Segment Open

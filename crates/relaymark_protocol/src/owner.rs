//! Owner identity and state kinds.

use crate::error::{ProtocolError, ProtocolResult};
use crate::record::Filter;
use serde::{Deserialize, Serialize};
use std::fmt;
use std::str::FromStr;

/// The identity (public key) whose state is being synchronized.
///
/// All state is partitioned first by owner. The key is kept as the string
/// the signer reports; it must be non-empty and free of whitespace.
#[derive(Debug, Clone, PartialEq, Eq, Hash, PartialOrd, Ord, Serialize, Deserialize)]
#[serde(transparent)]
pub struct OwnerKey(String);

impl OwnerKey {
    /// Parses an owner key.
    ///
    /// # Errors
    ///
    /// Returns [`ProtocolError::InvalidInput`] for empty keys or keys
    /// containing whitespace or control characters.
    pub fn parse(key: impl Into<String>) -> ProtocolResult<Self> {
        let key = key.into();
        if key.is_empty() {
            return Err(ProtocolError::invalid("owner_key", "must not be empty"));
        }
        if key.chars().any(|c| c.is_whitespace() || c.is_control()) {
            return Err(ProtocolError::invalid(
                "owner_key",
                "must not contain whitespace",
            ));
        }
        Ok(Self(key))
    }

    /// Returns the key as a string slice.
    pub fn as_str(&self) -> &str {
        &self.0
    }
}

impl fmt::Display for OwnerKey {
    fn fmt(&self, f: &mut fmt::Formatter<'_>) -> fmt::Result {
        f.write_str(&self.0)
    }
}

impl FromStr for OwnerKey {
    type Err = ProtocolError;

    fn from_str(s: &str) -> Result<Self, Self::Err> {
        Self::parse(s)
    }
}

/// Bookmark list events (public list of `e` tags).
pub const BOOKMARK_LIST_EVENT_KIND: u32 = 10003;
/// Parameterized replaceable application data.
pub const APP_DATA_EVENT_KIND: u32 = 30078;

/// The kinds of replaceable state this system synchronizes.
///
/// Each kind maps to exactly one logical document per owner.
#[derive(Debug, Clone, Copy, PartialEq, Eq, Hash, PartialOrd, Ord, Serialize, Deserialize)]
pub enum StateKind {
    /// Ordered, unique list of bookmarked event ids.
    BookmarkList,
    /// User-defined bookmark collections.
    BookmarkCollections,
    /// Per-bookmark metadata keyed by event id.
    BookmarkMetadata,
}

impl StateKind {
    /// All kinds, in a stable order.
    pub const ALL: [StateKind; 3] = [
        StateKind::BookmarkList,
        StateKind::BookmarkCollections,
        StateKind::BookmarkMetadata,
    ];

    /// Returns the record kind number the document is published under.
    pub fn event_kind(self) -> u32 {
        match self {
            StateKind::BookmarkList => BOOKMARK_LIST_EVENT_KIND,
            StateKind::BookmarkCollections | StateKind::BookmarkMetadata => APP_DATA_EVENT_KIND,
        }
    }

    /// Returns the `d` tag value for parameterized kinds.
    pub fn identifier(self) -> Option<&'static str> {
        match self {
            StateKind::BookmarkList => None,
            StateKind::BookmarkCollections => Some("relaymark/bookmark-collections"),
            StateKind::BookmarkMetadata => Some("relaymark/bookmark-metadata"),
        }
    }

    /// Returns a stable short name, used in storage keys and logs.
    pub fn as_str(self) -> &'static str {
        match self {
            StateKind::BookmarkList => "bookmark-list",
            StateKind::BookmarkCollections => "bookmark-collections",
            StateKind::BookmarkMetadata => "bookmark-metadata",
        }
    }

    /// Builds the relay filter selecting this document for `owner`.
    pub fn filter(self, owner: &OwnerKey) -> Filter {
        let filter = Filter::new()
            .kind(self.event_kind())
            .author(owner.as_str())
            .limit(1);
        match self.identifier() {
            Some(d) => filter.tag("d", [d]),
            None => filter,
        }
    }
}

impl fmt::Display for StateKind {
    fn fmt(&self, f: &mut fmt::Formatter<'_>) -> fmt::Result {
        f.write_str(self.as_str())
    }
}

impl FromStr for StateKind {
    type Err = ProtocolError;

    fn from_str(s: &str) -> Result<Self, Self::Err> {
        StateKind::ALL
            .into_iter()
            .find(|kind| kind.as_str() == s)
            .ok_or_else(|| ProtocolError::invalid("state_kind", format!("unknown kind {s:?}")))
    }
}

Segment Closed
Segment Open

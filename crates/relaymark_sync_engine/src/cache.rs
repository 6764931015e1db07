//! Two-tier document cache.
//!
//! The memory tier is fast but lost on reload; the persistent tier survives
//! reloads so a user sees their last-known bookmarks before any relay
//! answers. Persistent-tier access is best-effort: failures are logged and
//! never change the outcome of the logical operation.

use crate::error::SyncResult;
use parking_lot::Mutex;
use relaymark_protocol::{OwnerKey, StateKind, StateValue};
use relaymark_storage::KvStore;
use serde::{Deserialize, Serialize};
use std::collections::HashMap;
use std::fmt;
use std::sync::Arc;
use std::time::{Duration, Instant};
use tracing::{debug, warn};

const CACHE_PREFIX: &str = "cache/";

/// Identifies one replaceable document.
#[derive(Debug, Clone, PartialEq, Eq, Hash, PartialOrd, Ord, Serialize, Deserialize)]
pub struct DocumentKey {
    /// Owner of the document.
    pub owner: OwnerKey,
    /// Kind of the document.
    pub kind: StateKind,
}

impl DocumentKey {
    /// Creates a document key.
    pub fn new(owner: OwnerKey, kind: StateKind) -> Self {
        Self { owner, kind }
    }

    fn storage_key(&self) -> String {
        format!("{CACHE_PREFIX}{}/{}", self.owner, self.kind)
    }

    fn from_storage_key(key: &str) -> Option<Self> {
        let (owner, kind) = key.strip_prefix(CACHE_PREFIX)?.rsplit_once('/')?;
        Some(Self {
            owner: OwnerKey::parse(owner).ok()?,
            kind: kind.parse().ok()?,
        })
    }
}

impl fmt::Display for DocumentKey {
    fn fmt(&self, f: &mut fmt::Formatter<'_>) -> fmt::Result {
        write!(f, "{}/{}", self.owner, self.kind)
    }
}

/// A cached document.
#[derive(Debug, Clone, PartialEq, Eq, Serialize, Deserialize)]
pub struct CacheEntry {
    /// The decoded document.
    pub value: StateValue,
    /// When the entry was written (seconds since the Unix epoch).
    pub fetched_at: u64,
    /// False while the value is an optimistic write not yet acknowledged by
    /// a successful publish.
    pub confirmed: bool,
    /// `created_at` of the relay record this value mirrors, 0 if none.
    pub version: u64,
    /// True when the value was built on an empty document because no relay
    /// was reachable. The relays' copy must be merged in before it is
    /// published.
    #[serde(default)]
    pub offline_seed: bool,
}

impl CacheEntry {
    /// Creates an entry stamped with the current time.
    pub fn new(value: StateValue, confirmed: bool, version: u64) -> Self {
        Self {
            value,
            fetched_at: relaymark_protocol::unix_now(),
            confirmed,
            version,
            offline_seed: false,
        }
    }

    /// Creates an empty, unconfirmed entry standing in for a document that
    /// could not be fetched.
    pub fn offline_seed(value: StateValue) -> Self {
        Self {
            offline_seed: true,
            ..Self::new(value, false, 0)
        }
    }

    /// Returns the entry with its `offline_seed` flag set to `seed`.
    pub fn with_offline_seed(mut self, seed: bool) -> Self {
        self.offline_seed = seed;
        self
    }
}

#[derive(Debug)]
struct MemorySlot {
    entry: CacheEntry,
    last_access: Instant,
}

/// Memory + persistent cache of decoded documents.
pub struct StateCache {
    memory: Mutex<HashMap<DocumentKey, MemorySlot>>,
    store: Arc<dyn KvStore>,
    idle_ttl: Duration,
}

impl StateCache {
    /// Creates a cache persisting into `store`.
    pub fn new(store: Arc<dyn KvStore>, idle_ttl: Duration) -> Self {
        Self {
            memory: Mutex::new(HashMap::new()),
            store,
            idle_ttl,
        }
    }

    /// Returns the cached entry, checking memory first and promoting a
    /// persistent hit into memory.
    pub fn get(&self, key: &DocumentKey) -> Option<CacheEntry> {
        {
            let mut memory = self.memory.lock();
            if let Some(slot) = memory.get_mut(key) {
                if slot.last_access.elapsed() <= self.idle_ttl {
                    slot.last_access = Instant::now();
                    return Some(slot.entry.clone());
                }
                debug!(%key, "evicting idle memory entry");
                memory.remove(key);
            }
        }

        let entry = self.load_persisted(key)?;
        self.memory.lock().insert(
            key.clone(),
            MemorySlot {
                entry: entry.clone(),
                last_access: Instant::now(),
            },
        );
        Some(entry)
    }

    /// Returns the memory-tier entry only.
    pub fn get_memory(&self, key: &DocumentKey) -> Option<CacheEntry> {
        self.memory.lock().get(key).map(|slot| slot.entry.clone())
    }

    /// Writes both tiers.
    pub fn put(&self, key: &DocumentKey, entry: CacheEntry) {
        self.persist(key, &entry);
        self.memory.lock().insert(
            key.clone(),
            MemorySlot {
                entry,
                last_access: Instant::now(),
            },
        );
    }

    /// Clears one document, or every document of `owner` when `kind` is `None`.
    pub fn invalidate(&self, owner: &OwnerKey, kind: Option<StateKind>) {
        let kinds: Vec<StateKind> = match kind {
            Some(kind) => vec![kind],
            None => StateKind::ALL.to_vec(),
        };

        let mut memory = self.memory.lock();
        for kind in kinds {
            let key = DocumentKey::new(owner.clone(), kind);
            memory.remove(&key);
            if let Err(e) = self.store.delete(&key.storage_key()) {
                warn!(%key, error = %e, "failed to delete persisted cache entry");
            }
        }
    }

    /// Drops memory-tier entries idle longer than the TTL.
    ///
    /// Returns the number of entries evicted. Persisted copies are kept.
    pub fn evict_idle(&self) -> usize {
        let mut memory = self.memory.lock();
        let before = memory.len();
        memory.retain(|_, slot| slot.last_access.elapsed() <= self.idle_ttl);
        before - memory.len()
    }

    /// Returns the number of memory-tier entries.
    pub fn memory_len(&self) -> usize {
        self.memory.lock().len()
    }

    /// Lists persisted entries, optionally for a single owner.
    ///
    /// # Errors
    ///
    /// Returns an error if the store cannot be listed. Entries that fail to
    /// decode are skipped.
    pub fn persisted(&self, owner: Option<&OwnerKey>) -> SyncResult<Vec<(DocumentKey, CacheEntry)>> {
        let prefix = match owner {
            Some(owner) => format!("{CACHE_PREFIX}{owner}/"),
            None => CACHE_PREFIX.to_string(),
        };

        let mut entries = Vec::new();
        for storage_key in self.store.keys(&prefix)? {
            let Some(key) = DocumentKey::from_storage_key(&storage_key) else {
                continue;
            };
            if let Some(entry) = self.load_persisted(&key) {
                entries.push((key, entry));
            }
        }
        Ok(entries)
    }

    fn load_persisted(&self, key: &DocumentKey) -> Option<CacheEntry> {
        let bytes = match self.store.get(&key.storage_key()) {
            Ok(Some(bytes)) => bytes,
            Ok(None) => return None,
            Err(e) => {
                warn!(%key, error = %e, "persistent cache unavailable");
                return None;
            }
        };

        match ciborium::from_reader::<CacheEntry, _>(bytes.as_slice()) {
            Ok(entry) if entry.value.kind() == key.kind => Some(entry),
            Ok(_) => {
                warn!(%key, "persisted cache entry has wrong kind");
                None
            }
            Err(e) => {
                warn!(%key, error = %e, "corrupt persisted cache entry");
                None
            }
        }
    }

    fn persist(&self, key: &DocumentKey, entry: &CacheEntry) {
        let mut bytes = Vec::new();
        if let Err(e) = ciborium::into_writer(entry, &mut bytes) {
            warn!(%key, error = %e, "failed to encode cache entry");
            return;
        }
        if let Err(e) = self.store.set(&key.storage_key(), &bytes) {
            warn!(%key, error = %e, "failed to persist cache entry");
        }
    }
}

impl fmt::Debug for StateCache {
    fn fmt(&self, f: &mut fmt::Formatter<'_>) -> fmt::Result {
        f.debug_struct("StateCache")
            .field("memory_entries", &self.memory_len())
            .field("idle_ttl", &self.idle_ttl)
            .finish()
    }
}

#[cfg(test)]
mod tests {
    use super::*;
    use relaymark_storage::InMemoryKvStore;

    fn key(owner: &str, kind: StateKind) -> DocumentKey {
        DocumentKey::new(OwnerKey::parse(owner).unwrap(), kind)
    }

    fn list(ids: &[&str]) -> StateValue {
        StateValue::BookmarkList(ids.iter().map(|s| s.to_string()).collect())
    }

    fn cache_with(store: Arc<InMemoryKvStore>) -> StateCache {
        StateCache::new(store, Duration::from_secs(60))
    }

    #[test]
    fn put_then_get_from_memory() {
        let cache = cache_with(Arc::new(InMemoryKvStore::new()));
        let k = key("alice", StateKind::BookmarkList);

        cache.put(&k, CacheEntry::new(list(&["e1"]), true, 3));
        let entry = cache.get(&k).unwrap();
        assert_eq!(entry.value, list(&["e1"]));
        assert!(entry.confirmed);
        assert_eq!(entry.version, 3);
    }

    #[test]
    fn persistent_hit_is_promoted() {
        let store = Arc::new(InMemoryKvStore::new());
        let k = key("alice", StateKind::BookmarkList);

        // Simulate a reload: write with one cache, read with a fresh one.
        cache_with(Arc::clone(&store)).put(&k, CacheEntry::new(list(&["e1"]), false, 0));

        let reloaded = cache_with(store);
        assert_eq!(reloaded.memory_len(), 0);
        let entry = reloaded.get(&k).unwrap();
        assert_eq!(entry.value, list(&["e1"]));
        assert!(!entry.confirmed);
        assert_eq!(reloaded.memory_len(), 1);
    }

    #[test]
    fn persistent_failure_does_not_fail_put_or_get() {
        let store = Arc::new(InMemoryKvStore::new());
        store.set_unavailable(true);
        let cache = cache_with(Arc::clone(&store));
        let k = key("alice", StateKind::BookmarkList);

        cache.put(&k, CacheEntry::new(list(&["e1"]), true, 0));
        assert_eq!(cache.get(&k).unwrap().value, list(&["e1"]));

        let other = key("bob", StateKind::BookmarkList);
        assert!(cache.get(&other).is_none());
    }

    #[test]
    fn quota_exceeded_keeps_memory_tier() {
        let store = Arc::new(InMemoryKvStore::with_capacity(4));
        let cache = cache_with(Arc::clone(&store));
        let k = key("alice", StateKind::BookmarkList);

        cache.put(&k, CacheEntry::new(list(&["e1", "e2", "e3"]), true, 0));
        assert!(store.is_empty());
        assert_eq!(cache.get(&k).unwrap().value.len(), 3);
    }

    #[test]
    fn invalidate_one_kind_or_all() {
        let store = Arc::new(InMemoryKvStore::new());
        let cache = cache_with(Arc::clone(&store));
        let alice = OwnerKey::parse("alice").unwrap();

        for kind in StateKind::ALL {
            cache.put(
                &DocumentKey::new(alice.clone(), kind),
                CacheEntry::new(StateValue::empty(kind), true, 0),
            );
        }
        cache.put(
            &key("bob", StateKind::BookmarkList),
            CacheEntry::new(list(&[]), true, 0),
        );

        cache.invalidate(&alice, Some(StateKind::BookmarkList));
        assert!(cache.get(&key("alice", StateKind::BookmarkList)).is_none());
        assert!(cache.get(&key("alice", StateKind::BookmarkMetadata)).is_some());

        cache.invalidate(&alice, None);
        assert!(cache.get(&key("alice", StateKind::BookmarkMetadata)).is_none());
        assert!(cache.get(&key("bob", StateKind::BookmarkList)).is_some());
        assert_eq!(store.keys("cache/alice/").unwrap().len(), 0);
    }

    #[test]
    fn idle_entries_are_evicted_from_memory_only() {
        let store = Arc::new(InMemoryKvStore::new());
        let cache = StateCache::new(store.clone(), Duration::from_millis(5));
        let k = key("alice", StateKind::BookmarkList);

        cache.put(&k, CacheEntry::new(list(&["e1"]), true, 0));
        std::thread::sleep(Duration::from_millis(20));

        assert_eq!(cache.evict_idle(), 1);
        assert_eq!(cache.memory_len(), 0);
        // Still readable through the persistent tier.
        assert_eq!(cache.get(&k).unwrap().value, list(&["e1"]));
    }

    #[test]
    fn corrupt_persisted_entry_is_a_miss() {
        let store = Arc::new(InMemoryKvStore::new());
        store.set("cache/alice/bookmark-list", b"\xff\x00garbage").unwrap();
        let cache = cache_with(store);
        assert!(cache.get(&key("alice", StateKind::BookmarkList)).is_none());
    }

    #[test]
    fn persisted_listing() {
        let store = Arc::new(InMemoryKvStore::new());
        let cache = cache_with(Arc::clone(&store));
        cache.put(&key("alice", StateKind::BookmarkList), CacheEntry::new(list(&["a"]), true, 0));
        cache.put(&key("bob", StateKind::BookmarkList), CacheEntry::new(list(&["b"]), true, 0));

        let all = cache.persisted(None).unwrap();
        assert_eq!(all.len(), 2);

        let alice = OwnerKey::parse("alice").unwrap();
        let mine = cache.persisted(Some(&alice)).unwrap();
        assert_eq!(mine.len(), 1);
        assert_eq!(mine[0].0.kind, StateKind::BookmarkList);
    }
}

Segment Closed

### Task instructions
Where a line of the data contains the string "kept", include it in a count, and state that count alone.

### Output
2